* Exercise description *
The entries below contain a stretch that opens with the line containing "fn import_transfer(&mut self, t: &PixelTransfer)" and closes with the line containing "instance it produces"; set down that stretch exactly, both ends included, and nothing else.

(Stored dataset items)

/---

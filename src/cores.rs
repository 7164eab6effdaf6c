/*!
Contracts for interchangeable processing-unit implementations ("cores").

Three contracts exist: CPU, pixel unit, audio unit. Each core is identified
by a stable short id string and can be swapped while execution continues.
State moves between heterogeneous implementations two ways:

- A contract-specific plain-data transfer object (`CpuTransfer`,
  `PixelTransfer`, `AudioTransfer`) used during hot-swaps. Imports are
  best-effort; a core keeps its own defaults for fields it does not model.
- An opaque versioned JSON blob (`export_state`/`import_state`) used by the
  savestate protocol. Blobs are decoded defensively; the shape is owned by
  the producing core, never assumed by the consumer.

CPU faults are values, not unwinds: `execute_instruction` returns
`CpuStep::IllegalOpcode(pc)` instead of panicking, and the scheduler decides
what to do under its configured crash policy.
*/

use serde::{Deserialize, Serialize};
use serde_json::Value;

use crate::bus::Bus;
use crate::cartridge::Cartridge;
use crate::errors::Result;

pub const FRAME_WIDTH: usize = 256;
pub const FRAME_HEIGHT: usize = 240;
/// RGBA8, four bytes per dot.
pub const FRAME_BYTES: usize = FRAME_WIDTH * FRAME_HEIGHT * 4;

/// Outcome of executing a single CPU instruction.
#[derive(Copy, Clone, Debug, PartialEq, Eq)]
pub enum CpuStep {
    /// Instruction retired; cycles consumed (including penalties).
    Ok(u32),
    /// Undocumented/illegal opcode fetched at this PC and the core is
    /// configured to report rather than skip it.
    IllegalOpcode(u16),
}

/// Externally observable 6502 register file.
#[derive(Copy, Clone, Debug, Default, PartialEq, Eq, Serialize, Deserialize)]
pub struct CpuRegs {
    pub pc: u16,
    pub a: u8,
    pub x: u8,
    pub y: u8,
    pub p: u8,
    pub sp: u8,
}

/// Plain-data state carried between CPU cores on a hot-swap.
#[derive(Clone, Debug, Default, Serialize, Deserialize)]
pub struct CpuTransfer {
    pub regs: CpuRegs,
    pub pending_nmi: bool,
    pub irq_line: bool,
    pub ignore_illegal: bool,
}

/// Plain-data state carried between pixel cores on a hot-swap. Vectors may
/// be empty or oddly sized when the outgoing core does not model a field;
/// importers take what fits and keep defaults for the rest.
#[derive(Clone, Debug, Default, Serialize, Deserialize)]
pub struct PixelTransfer {
    pub ctrl: u8,
    pub mask: u8,
    pub status: u8,
    pub oam_addr: u8,
    pub scroll_x: u8,
    pub scroll_y: u8,
    pub vram_addr: u16,
    pub write_toggle: bool,
    pub vram: Vec<u8>,
    pub palette: Vec<u8>,
    pub oam: Vec<u8>,
}

/// Plain-data state carried between audio cores on a hot-swap. Channel
/// register contents are not carried here; the bus replays its register
/// latch onto the incoming core after activation.
#[derive(Clone, Debug, Default, Serialize, Deserialize)]
pub struct AudioTransfer {
    pub enabled_mask: u8,
    pub five_step_mode: bool,
    pub irq_inhibit: bool,
}

pub trait CpuCore: Send {
    fn id(&self) -> &'static str;
    fn display_name(&self) -> &'static str;
    fn description(&self) -> &'static str;

    /// Load PC from the reset vector and re-establish power-on register state.
    fn reset(&mut self, bus: &mut Bus);

    /// Execute exactly one instruction (servicing a pending interrupt first
    /// when inline polling is enabled).
    fn execute_instruction(&mut self, bus: &mut Bus) -> CpuStep;

    /// Service any pending NMI/IRQ now, returning the cycles consumed (0 if
    /// nothing was pending). Used by the event-driven scheduler, which only
    /// services interrupts at event boundaries.
    fn service_pending_interrupts(&mut self, bus: &mut Bus) -> u32;

    /// When disabled, `execute_instruction` never services interrupts on its
    /// own; the scheduler calls `service_pending_interrupts` explicitly.
    fn set_inline_interrupt_polling(&mut self, enabled: bool);

    /// Level-triggered IRQ line.
    fn request_irq(&mut self, asserted: bool);
    /// Edge-triggered NMI.
    fn request_nmi(&mut self);

    fn registers(&self) -> CpuRegs;
    fn set_registers(&mut self, regs: CpuRegs);

    /// Move PC by a signed delta. Used by crash recovery to skip a byte.
    fn add_to_pc(&mut self, delta: i16);

    /// When set, illegal opcodes behave as one-byte NOPs instead of
    /// producing `CpuStep::IllegalOpcode`.
    fn set_ignore_illegal(&mut self, ignore: bool);
    fn ignore_illegal(&self) -> bool;

    fn export_transfer(&self) -> CpuTransfer;
    fn import_transfer(&mut self, t: &CpuTransfer) -> Result<()>;

    fn export_state(&self) -> Value;
    fn import_state(&mut self, state: &Value) -> Result<()>;
}

pub trait PixelCore: Send {
    fn id(&self) -> &'static str;
    fn display_name(&self) -> &'static str;
    fn description(&self) -> &'static str;

    /// Advance by pixel-clock dots (3 per CPU cycle).
    fn step(&mut self, dots: u32, cart: &Cartridge);

    /// Packed RGBA8 frame, always `FRAME_BYTES` long. Reallocates lazily if
    /// buffers were released.
    fn frame_buffer(&mut self) -> &[u8];
    /// Compose the presentable frame from current rendering state.
    fn update_frame_buffer(&mut self, cart: &Cartridge);

    /// The 8 registers mirrored through 0x2000-0x3FFF; `addr` is already
    /// folded to 0x2000 + (addr & 7) by the bus.
    fn read_register(&mut self, addr: u16, cart: &Cartridge) -> u8;
    fn write_register(&mut self, addr: u16, value: u8, cart: &Cartridge);

    /// Receive a full 256-byte sprite-memory page. Writing starts at the
    /// current OAM address register and wraps as an 8-bit counter.
    fn write_oam_dma(&mut self, data: &[u8; 256]);

    /// Release large transient buffers (frame buffer, caches). Called on
    /// both sides of a hot-swap to bound peak memory.
    fn clear_buffers(&mut self);

    /// Fill the frame buffer with a deterministic static/noise pattern.
    fn generate_noise_frame(&mut self);

    /// True once per vblank when NMI generation is enabled; reading clears.
    fn take_nmi_request(&mut self) -> bool;

    /// True once per completed frame regardless of NMI settings; reading
    /// clears. Hosts use this to pace presentation.
    fn take_frame_complete(&mut self) -> bool;

    fn export_transfer(&self) -> PixelTransfer;
    fn import_transfer(&mut self, t: &PixelTransfer) -> Result<()>;

    fn export_state(&self) -> Value;
    fn import_state(&mut self, state: &Value) -> Result<()>;
}

pub trait AudioCore: Send {
    fn id(&self) -> &'static str;
    fn display_name(&self) -> &'static str;
    fn description(&self) -> &'static str;

    /// Advance by CPU cycles, accumulating output samples.
    fn step(&mut self, cpu_cycles: u32);

    /// Register window 0x4000-0x4017 (0x4014 never arrives here; the bus
    /// intercepts it as the DMA trigger).
    fn write_register(&mut self, addr: u16, value: u8);
    fn read_register(&mut self, addr: u16) -> u8;

    /// Drain up to `max` queued samples, oldest first.
    fn pull_samples(&mut self, max: usize) -> Vec<f32>;
    fn queued_samples(&self) -> usize;
    fn sample_rate(&self) -> u32;
    fn clear_audio_buffers(&mut self);

    /// Frame-sequencer/DMC IRQ line, polled by the bus each flush.
    fn irq_asserted(&self) -> bool;

    fn reset(&mut self);

    fn export_transfer(&self) -> AudioTransfer;
    fn import_transfer(&mut self, t: &AudioTransfer) -> Result<()>;

    fn export_state(&self) -> Value;
    fn import_state(&mut self, state: &Value) -> Result<()>;
}

/// Copy at most `dst.len()` bytes from a transferred vector, leaving the
/// destination untouched where the source is short. Shared by defensive
/// importers.
pub(crate) fn copy_clamped(dst: &mut [u8], src: &[u8]) {
    let n = dst.len().min(src.len());
    dst[..n].copy_from_slice(&src[..n]);
}
/*!
Core registry: explicit registration tables and the hot-swap skeleton.

Each contract (CPU, pixel, audio) gets its own `CoreRegistry` built from a
static table of `(id, factory)` pairs. Ids are deduplicated and kept
sorted; a factory runs at most once per id per registry lifetime, and the
instance it produces is cached (parked) when another core takes over.

`swap_to` implements the contract-neutral part of the swap protocol: same
id is a no-op, an unknown id fails without touching the active instance,
and the caller-supplied `transfer` closure runs with the outgoing and
incoming instances before the incoming one is published. The closure is
where contract-specific steps live (state transfer, register-latch replay,
buffer releases); any failure inside it must be swallowed there so the
swap still publishes a validly initialized instance.

The active slot is a plain owned `Box`, never an `Option`: there is no
reachable state in which "active" points at nothing.
*/

use crate::errors::{EmuError, Result};

pub type Factory<T> = fn() -> Box<T>;

struct Slot<T: ?Sized> {
    id: &'static str,
    factory: Factory<T>,
    /// Instance created earlier and currently inactive.
    parked: Option<Box<T>>,
}

pub struct CoreRegistry<T: ?Sized> {
    contract: &'static str,
    slots: Vec<Slot<T>>,
    active: Box<T>,
    active_index: usize,
}

impl<T: ?Sized> CoreRegistry<T> {
    /// Build from a registration table, activating the first id found in
    /// `preference` (or the first registered id).
    pub fn new(
        contract: &'static str,
        table: &[(&'static str, Factory<T>)],
        preference: &[&str],
    ) -> Self {
        let mut slots: Vec<Slot<T>> = Vec::with_capacity(table.len());
        for &(id, factory) in table {
            if slots.iter().any(|s| s.id == id) {
                continue;
            }
            slots.push(Slot {
                id,
                factory,
                parked: None,
            });
        }
        slots.sort_by(|a, b| a.id.cmp(b.id));
        assert!(!slots.is_empty(), "empty {contract} registration table");

        let active_index = preference
            .iter()
            .find_map(|p| slots.iter().position(|s| s.id == *p))
            .unwrap_or(0);
        let active = (slots[active_index].factory)();
        Self {
            contract,
            slots,
            active,
            active_index,
        }
    }

    /// Sorted, duplicate-free registered ids.
    pub fn ids(&self) -> Vec<&'static str> {
        self.slots.iter().map(|s| s.id).collect()
    }

    pub fn contains(&self, id: &str) -> bool {
        self.slots.iter().any(|s| s.id == id)
    }

    pub fn active_id(&self) -> &'static str {
        self.slots[self.active_index].id
    }

    pub fn active(&self) -> &T {
        &self.active
    }

    pub fn active_mut(&mut self) -> &mut T {
        &mut self.active
    }

    /// Swap the active instance. `transfer(outgoing, incoming)` runs before
    /// publication; the previously active instance is parked afterwards.
    pub fn swap_to(&mut self, id: &str, transfer: impl FnOnce(&mut T, &mut T)) -> Result<()> {
        let Some(idx) = self.slots.iter().position(|s| s.id == id) else {
            return Err(EmuError::SwapFailed {
                contract: self.contract,
                id: id.to_string(),
            });
        };
        if idx == self.active_index {
            return Ok(());
        }
        let factory = self.slots[idx].factory;
        let mut incoming = match self.slots[idx].parked.take() {
            Some(instance) => instance,
            None => factory(),
        };
        transfer(&mut self.active, &mut incoming);
        std::mem::swap(&mut self.active, &mut incoming);
        self.slots[self.active_index].parked = Some(incoming);
        self.active_index = idx;
        Ok(())
    }

    /// Discard every cached instance and rebuild the active one from its
    /// factory, preferring `previous`, then the preference order. Used on
    /// ROM load to stop state bleeding between titles.
    pub fn hard_reset(&mut self, previous: &str, preference: &[&str]) {
        for slot in &mut self.slots {
            slot.parked = None;
        }
        let idx = self
            .slots
            .iter()
            .position(|s| s.id == previous)
            .or_else(|| {
                preference
                    .iter()
                    .find_map(|p| self.slots.iter().position(|s| s.id == *p))
            })
            .unwrap_or(0);
        self.active = (self.slots[idx].factory)();
        self.active_index = idx;
    }
}

#[cfg(test)]
mod tests {
    use super::*;

    trait Named {
        fn name(&self) -> &'static str;
        fn counter(&self) -> u32;
        fn bump(&mut self);
    }

    struct N(&'static str, u32);
    impl Named for N {
        fn name(&self) -> &'static str {
            self.0
        }
        fn counter(&self) -> u32 {
            self.1
        }
        fn bump(&mut self) {
            self.1 += 1;
        }
    }

    fn make_a() -> Box<dyn Named> {
        Box::new(N("A", 0))
    }
    fn make_b() -> Box<dyn Named> {
        Box::new(N("B", 0))
    }

    fn registry() -> CoreRegistry<dyn Named> {
        CoreRegistry::new("test", &[("B", make_b), ("A", make_a), ("A", make_a)], &["A"])
    }

    #[test]
    fn ids_are_sorted_and_deduplicated() {
        let r = registry();
        assert_eq!(r.ids(), vec!["A", "B"]);
        assert_eq!(r.active_id(), "A");
    }

    #[test]
    fn unknown_id_fails_and_keeps_active() {
        let mut r = registry();
        let err = r.swap_to("Z", |_, _| {}).unwrap_err();
        assert!(matches!(err, EmuError::SwapFailed { .. }));
        assert_eq!(r.active_id(), "A");
    }

    #[test]
    fn same_id_is_a_noop_without_transfer() {
        let mut r = registry();
        let mut called = false;
        r.swap_to("A", |_, _| called = true).unwrap();
        assert!(!called);
    }

    #[test]
    fn swap_parks_and_revives_instances() {
        let mut r = registry();
        r.active_mut().bump();
        r.active_mut().bump();
        r.swap_to("B", |_, _| {}).unwrap();
        assert_eq!(r.active_id(), "B");
        assert_eq!(r.active().counter(), 0);

        // Swapping back revives the parked instance, not a fresh one.
        r.swap_to("A", |_, _| {}).unwrap();
        assert_eq!(r.active().counter(), 2);
    }

    #[test]
    fn transfer_sees_outgoing_then_incoming() {
        let mut r = registry();
        r.swap_to("B", |old, new| {
            assert_eq!(old.name(), "A");
            assert_eq!(new.name(), "B");
        })
        .unwrap();
    }

    #[test]
    fn hard_reset_drops_cached_instances() {
        let mut r = registry();
        r.active_mut().bump();
        r.swap_to("B", |_, _| {}).unwrap();
        r.hard_reset("A", &["B", "A"]);
        assert_eq!(r.active_id(), "A");
        assert_eq!(r.active().counter(), 0);
    }

    #[test]
    fn hard_reset_falls_back_to_preference_order() {
        let mut r = registry();
        r.hard_reset("GONE", &["B", "A"]);
        assert_eq!(r.active_id(), "B");
    }
}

\---

* Result *
    fn import_transfer(&mut self, t: &PixelTransfer) -> Result<()>;

    fn export_state(&self) -> Value;
    fn import_state(&mut self, state: &Value) -> Result<()>;
}

pub trait AudioCore: Send {
    fn id(&self) -> &'static str;
    fn display_name(&self) -> &'static str;
    fn description(&self) -> &'static str;

    /// Advance by CPU cycles, accumulating output samples.
    fn step(&mut self, cpu_cycles: u32);

    /// Register window 0x4000-0x4017 (0x4014 never arrives here; the bus
    /// intercepts it as the DMA trigger).
    fn write_register(&mut self, addr: u16, value: u8);
    fn read_register(&mut self, addr: u16) -> u8;

    /// Drain up to `max` queued samples, oldest first.
    fn pull_samples(&mut self, max: usize) -> Vec<f32>;
    fn queued_samples(&self) -> usize;
    fn sample_rate(&self) -> u32;
    fn clear_audio_buffers(&mut self);

    /// Frame-sequencer/DMC IRQ line, polled by the bus each flush.
    fn irq_asserted(&self) -> bool;

    fn reset(&mut self);

    fn export_transfer(&self) -> AudioTransfer;
    fn import_transfer(&mut self, t: &AudioTransfer) -> Result<()>;

    fn export_state(&self) -> Value;
    fn import_state(&mut self, state: &Value) -> Result<()>;
}

/// Copy at most `dst.len()` bytes from a transferred vector, leaving the
/// destination untouched where the source is short. Shared by defensive
/// importers.
pub(crate) fn copy_clamped(dst: &mut [u8], src: &[u8]) {
    let n = dst.len().min(src.len());
    dst[..n].copy_from_slice(&src[..n]);
}
/*!
Core registry: explicit registration tables and the hot-swap skeleton.

Each contract (CPU, pixel, audio) gets its own `CoreRegistry` built from a
static table of `(id, factory)` pairs. Ids are deduplicated and kept
sorted; a factory runs at most once per id per registry lifetime, and the
instance it produces is cached (parked) when another core takes over.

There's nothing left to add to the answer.